Task objective
Repeat precisely the span of lines below that opens with the line containing "else is unknown." and closes with the line containing "fn parse_timestamp_text(text: &str)", both included.

:: Dataset

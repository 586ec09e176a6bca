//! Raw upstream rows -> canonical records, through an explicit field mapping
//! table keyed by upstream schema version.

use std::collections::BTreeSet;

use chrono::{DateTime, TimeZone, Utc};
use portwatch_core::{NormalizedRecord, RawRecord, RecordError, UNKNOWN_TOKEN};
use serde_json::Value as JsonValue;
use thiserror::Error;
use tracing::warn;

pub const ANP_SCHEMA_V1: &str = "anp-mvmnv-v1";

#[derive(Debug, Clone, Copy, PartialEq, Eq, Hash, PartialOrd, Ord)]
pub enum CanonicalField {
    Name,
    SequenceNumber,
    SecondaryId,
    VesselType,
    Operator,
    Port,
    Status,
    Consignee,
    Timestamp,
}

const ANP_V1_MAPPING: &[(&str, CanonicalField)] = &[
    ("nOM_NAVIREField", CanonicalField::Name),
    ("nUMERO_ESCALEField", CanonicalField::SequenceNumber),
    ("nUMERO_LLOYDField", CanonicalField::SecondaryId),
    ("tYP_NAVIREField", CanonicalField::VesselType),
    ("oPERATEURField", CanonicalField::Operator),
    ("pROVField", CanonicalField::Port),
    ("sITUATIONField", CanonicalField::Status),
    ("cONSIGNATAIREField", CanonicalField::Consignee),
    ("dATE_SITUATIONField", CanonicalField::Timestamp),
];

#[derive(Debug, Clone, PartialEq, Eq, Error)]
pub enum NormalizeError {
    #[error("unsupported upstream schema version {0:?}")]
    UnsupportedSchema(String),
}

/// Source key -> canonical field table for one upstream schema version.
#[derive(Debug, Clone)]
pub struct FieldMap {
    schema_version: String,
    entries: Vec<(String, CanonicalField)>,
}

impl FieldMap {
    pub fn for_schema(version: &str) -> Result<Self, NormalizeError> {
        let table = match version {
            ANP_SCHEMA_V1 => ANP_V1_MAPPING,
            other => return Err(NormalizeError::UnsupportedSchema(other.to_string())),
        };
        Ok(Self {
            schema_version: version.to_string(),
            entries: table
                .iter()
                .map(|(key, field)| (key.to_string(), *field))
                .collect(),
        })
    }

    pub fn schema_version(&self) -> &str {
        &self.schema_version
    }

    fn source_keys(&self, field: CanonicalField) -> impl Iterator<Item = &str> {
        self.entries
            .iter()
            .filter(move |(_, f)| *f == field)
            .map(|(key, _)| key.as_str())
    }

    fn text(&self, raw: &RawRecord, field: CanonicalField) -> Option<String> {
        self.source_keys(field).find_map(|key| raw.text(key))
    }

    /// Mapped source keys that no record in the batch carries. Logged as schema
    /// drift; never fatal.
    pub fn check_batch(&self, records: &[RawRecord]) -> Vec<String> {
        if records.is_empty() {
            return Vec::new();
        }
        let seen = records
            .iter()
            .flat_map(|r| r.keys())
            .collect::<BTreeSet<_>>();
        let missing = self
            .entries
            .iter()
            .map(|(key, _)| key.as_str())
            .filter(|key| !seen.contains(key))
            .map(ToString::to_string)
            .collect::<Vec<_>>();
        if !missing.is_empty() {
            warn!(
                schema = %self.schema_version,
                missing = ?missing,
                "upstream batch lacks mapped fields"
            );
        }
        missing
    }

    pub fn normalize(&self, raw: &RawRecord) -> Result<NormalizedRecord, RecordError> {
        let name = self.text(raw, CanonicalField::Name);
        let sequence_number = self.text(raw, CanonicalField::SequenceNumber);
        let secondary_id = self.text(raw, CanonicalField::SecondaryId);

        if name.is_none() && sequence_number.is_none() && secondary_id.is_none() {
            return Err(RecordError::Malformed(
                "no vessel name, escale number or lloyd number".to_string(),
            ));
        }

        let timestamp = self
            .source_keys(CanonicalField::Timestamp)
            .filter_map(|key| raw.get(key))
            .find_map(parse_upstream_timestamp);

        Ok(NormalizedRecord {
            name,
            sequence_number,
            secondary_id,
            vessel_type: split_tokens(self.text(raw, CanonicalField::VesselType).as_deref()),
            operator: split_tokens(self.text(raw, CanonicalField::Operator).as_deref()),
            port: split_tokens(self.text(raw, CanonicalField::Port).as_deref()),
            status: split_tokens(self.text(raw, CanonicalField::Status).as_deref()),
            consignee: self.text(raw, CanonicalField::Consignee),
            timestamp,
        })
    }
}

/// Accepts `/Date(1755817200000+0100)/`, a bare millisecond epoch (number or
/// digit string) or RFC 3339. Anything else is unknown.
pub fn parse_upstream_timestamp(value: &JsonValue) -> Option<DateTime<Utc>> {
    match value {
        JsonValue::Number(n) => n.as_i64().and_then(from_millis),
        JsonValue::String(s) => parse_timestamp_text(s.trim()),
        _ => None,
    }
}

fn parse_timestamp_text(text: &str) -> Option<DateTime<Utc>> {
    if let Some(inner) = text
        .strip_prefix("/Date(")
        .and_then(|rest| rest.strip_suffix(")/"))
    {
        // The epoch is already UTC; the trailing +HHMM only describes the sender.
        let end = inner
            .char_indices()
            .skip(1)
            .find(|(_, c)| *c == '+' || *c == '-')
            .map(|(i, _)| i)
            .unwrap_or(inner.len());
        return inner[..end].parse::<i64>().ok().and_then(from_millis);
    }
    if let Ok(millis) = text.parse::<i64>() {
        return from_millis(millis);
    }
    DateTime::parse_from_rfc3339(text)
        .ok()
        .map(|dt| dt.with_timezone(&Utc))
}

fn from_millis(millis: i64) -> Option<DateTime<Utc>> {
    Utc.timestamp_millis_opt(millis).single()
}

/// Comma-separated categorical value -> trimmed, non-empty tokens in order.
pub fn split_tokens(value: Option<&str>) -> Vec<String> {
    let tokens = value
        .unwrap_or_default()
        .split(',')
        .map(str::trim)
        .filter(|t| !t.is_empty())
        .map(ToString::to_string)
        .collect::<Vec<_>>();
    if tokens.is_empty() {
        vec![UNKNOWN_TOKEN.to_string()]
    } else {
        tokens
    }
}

::::

Exercise answer
/// digit string) or RFC 3339. Anything else is unknown.
pub fn parse_upstream_timestamp(value: &JsonValue) -> Option<DateTime<Utc>> {
    match value {
        JsonValue::Number(n) => n.as_i64().and_then(from_millis),
        JsonValue::String(s) => parse_timestamp_text(s.trim()),
        _ => None,
    }
}

fn parse_timestamp_text(text: &str) -> Option<DateTime<Utc>> {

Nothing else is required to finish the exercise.